**Task details**
Could you print every record below exactly as written?

(Stored items)
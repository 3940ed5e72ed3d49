//! Validator and schema resolution.

use crate::error::PolicyCheckError;
use crate::parse::graph::PolicyGraph;
use crate::parse::types::{PolicyNode, SchemaData};
use crate::policy::types::{
    DataPolicyValidator, PolicySchema, ValidatorArguments,
};

use super::DryRunResult;

/// A schema node on its own. Needs an id and a version to be referenced.
pub fn resolve_schema(node: &PolicyNode, schema: &SchemaData) -> DryRunResult<PolicySchema> {
    if schema.id.trim().is_empty() {
        return DryRunResult::failure(
            node,
            PolicyCheckError::not_configured(node, "Schema id must not be empty"),
        );
    }
    if schema.version.trim().is_empty() {
        return DryRunResult::failure(
            node,
            PolicyCheckError::not_configured(
                node,
                format!("Schema '{}' has no version", schema.id),
            ),
        );
    }

    DryRunResult::success(
        node,
        PolicySchema {
            id: schema.id.clone(),
            version: schema.version.clone(),
            schema_type: schema.schema_type,
            schema_definition: schema.schema_source.clone(),
            message_type: schema.message_type.clone(),
        },
    )
}

/// `VALIDATOR ← SCHEMA[]`. Each schema becomes a nested resource so it can be
/// dry-run on its own.
pub fn resolve_validator(
    node: &PolicyNode,
    graph: &PolicyGraph,
) -> DryRunResult<DataPolicyValidator, PolicySchema> {
    let Some(validator) = node.as_validator() else {
        return DryRunResult::failure(
            node,
            PolicyCheckError::not_configured(node, "Node is not a validator"),
        );
    };

    let schemas: Vec<(&PolicyNode, &SchemaData)> = graph
        .incomers(node.id(), None)
        .into_iter()
        .filter_map(|n| n.as_schema().map(|s| (n, s)))
        .collect();

    if schemas.is_empty() {
        return DryRunResult::failure(node, PolicyCheckError::not_connected(node, "SCHEMA", None));
    }

    let resources: Vec<_> = schemas
        .iter()
        .map(|(n, s)| resolve_schema(n, s))
        .collect();
    let references = resources
        .iter()
        .filter_map(|r| r.data.as_ref().map(PolicySchema::reference))
        .collect();

    DryRunResult::success(
        node,
        DataPolicyValidator {
            validator_type: validator.validator_type,
            arguments: ValidatorArguments {
                schemas: references,
                strategy: validator.strategy,
            },
        },
    )
    .with_resources(resources)
}

/// `DATA_POLICY ← VALIDATOR[]`. An unconnected policy yields a single error
/// entry rather than an empty list.
pub fn resolve_validators(
    policy: &PolicyNode,
    graph: &PolicyGraph,
) -> Vec<DryRunResult<DataPolicyValidator, PolicySchema>> {
    let validators: Vec<&PolicyNode> = graph
        .incomers(policy.id(), None)
        .into_iter()
        .filter(|n| n.as_validator().is_some())
        .collect();

    if validators.is_empty() {
        return vec![DryRunResult::failure(
            policy,
            PolicyCheckError::not_connected(policy, "VALIDATOR", None),
        )];
    }

    validators
        .into_iter()
        .map(|v| resolve_validator(v, graph))
        .collect()
}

**Solution**
repository 3940ed5e72ed3d49
//! Validator and schema resolution.

use crate::error::PolicyCheckError;
use crate::parse::graph::PolicyGraph;
use crate::parse::types::{PolicyNode, SchemaData};
use crate::policy::types::{
    DataPolicyValidator, PolicySchema, ValidatorArguments,
};

use super::DryRunResult;

/// A schema node on its own. Needs an id and a version to be referenced.
pub fn resolve_schema(node: &PolicyNode, schema: &SchemaData) -> DryRunResult<PolicySchema> {
    if schema.id.trim().is_empty() {
        return DryRunResult::failure(
            node,
            PolicyCheckError::not_configured(node, "Schema id must not be empty"),
        );
    }
    if schema.version.trim().is_empty() {
        return DryRunResult::failure(
            node,
            PolicyCheckError::not_configured(
                node,
                format!("Schema '{}' has no version", schema.id),
            ),
        );
    }

    DryRunResult::success(
        node,
        PolicySchema {
            id: schema.id.clone(),
            version: schema.version.clone(),
            schema_type: schema.schema_type,
            schema_definition: schema.schema_source.clone(),
            message_type: schema.message_type.clone(),
        },
    )
}

/// `VALIDATOR ← SCHEMA[]`. Each schema becomes a nested resource so it can be
/// dry-run on its own.
pub fn resolve_validator(
    node: &PolicyNode,
    graph: &PolicyGraph,
) -> DryRunResult<DataPolicyValidator, PolicySchema> {
    let Some(validator) = node.as_validator() else {
        return DryRunResult::failure(
            node,
            PolicyCheckError::not_configured(node, "Node is not a validator"),
        );
    };

    let schemas: Vec<(&PolicyNode, &SchemaData)> = graph
        .incomers(node.id(), None)
        .into_iter()
        .filter_map(|n| n.as_schema().map(|s| (n, s)))
        .collect();

    if schemas.is_empty() {
        return DryRunResult::failure(node, PolicyCheckError::not_connected(node, "SCHEMA", None));
    }

    let resources: Vec<_> = schemas
        .iter()
        .map(|(n, s)| resolve_schema(n, s))
        .collect();
    let references = resources
        .iter()
        .filter_map(|r| r.data.as_ref().map(PolicySchema::reference))
        .collect();

    DryRunResult::success(
        node,
        DataPolicyValidator {
            validator_type: validator.validator_type,
            arguments: ValidatorArguments {
                schemas: references,
                strategy: validator.strategy,
            },
        },
    )
    .with_resources(resources)
}

/// `DATA_POLICY ← VALIDATOR[]`. An unconnected policy yields a single error
/// entry rather than an empty list.
pub fn resolve_validators(
    policy: &PolicyNode,
    graph: &PolicyGraph,
) -> Vec<DryRunResult<DataPolicyValidator, PolicySchema>> {
    let validators: Vec<&PolicyNode> = graph
        .incomers(policy.id(), None)
        .into_iter()
        .filter(|n| n.as_validator().is_some())
        .collect();

    if validators.is_empty() {
        return vec![DryRunResult::failure(
            policy,
            PolicyCheckError::not_connected(policy, "VALIDATOR", None),
        )];
    }

    validators
        .into_iter()
        .map(|v| resolve_validator(v, graph))
        .collect()
}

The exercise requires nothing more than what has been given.